SALA DE DEBATE. O novo cara do Enem, o autoexílio de Jean Wyllys, a Havan na cidade e questões urbanas

SALA DE DEBATE. O novo cara do Enem, o autoexílio de Jean Wyllys, a Havan na cidade e questões urbanas - sala-5

Este editor (E), na mediação, e os convidados: Orlando Fonseca, Ricardo Blattes e Antonio Carlos Lemos (foto Gabriel Cervi Prado)

Um mix bastante variado de temas marcou o “Sala de Debate” de hoje, entre meio dia e 1 e meia da tarde, na Rádio Antena 1, com a mediação deste editor.

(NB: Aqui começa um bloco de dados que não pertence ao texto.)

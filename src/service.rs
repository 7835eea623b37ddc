//! Request pipelines: documents → breakdown, and breakdown + query → edit.

use serde::Serialize;
use serde_json::Value;

use crate::breakdown::edit::{apply_edit, interpret_reply, EditEnvelope, EditStage, Interpretation};
use crate::breakdown::error::{EditError, IssueKind, ValidationFailure, ValidationIssue};
use crate::breakdown::{recalculate_aggregates, total_estimate_hours, Validator};
use crate::documents::StagedDocument;
use crate::model::project::{Project, ProjectType};
use crate::oracle::prompt::{EditInstruction, GenerationInstruction};
use crate::oracle::{extract_json_object, GenerativeOracle, TokenUsage, UpstreamError};

#[derive(Debug, thiserror::Error)]
pub enum ServiceError {
    /// The caller's input was rejected.
    #[error("{0}")]
    Validation(#[from] ValidationFailure),
    /// The oracle answered with JSON that is not a valid breakdown.
    #[error("the generated breakdown is invalid: {0}")]
    Generated(ValidationFailure),
    #[error(transparent)]
    Upstream(#[from] UpstreamError),
    #[error("cannot encode the previous breakdown: {0}")]
    Encode(#[from] serde_json::Error),
}

impl ServiceError {
    pub fn kind(&self) -> &'static str {
        match self {
            ServiceError::Validation(_) => "ValidationError",
            ServiceError::Generated(_) => "GeneratedInvalid",
            ServiceError::Upstream(UpstreamError::Format(_)) => "UpstreamFormatError",
            ServiceError::Upstream(_) => "Request",
            ServiceError::Encode(_) => "EncodeError",
        }
    }
}

#[derive(Debug, Clone, Serialize)]
pub struct BreakdownMeta {
    pub token_usage: TokenUsage,
    pub model: String,
    pub project_type: ProjectType,
    pub total_estimate_hours: f64,
}

/// A generated project with `_meta` alongside its own fields on the wire.
#[derive(Debug, Clone, Serialize)]
pub struct GeneratedBreakdown {
    #[serde(flatten)]
    pub project: Project,
    #[serde(rename = "_meta")]
    pub meta: BreakdownMeta,
}

pub struct BreakdownService {
    oracle: Box<dyn GenerativeOracle>,
    strict_mapping: bool,
}

impl BreakdownService {
    pub fn new(oracle: Box<dyn GenerativeOracle>) -> Self {
        Self {
            oracle,
            strict_mapping: false,
        }
    }

    pub fn strict_mapping(mut self, strict: bool) -> Self {
        self.strict_mapping = strict;
        self
    }

    pub fn model(&self) -> &str {
        self.oracle.model()
    }

    pub async fn analyze(
        &self,
        documents: &[StagedDocument],
        project_type: ProjectType,
        tech_stack: &[String],
    ) -> Result<GeneratedBreakdown, ServiceError> {
        tracing::info!(%project_type, documents = documents.len(), "analyze request");
        let instruction = GenerationInstruction {
            project_type,
            tech_stack,
        }
        .render();

        let reply = self.oracle.generate(documents, &instruction).await?;
        let raw = extract_json_object(&reply.text)?;
        let project = Validator::new()
            .expecting(Some(project_type))
            .strict_mapping(self.strict_mapping)
            .validate(&raw)
            .map_err(|failure| {
                tracing::error!(issues = failure.issues.len(), "generated breakdown rejected");
                ServiceError::Generated(failure)
            })?;

        let project = recalculate_aggregates(project);
        let total = total_estimate_hours(&project);
        tracing::info!(
            tasks = project.items().count(),
            total_estimate_hours = total,
            "breakdown generated"
        );

        Ok(GeneratedBreakdown {
            project,
            meta: BreakdownMeta {
                token_usage: reply.usage,
                model: self.oracle.model().to_string(),
                project_type,
                total_estimate_hours: total,
            },
        })
    }

    pub async fn edit(&self, previous_raw: &Value, query: &str) -> Result<EditEnvelope, ServiceError> {
        self.edit_with_usage(previous_raw, query)
            .await
            .map(|(envelope, _)| envelope)
    }

    /// Like [`edit`](Self::edit), also returning what the oracle call cost.
    pub async fn edit_with_usage(
        &self,
        previous_raw: &Value,
        query: &str,
    ) -> Result<(EditEnvelope, TokenUsage), ServiceError> {
        EditStage::Received.enter();
        if query.trim().is_empty() {
            return Err(ValidationFailure::single(ValidationIssue::new(
                IssueKind::FieldError,
                "query",
                "the edit request is empty",
            ))
            .into());
        }
        let previous = Validator::new()
            .strict_mapping(self.strict_mapping)
            .validate(previous_raw)?;

        let instruction = EditInstruction {
            previous: &previous,
            query,
        }
        .render()?;
        let reply = self.oracle.generate(&[], &instruction).await?;
        let interpretation = interpret_reply(extract_json_object(&reply.text)?)
            .map_err(|e| UpstreamError::Format(format!("unusable operation set: {e}")))?;
        EditStage::Interpreted.enter();

        let envelope = match interpretation {
            Interpretation::Plan(plan) => {
                tracing::info!(operations = plan.operations.len(), "edit interpreted");
                EditEnvelope::from(apply_edit(&previous, &plan))
            }
            Interpretation::Refused(reason) => {
                tracing::warn!(reason = %reason, "edit request refused");
                EditEnvelope::from(Err(EditError::Rejected(reason)))
            }
        };
        Ok((envelope, reply.usage))
    }
}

Dentre os assuntos discutidos pelos convidados, Orlando Fonseca, Ricardo Blattes e Antonio Carlos Lemos, quatro deles acabaram por se destacar – inclusive com a participação dos ouvintes via WhatsApp. O primeiro a ser tratado foi a gafe cometida pelo presidente do organismo que organiza o Exame Nacional do Ensino Médio (ENEM), que errou o plural da palavra cidadão.

Mas, claro, nem foi a questão mais importante tratada pelos convidados, incluídas situações rigorosamente urbanos e locais. O que “pegou” mesmo, no “Sala” de hoje, foram dois outros assuntos: o autoexílio do deputado federal Jean Wyllys, do PSOL, e a vinda da varejista catarinense Havan, que pretende instalar-se em Santa Maria.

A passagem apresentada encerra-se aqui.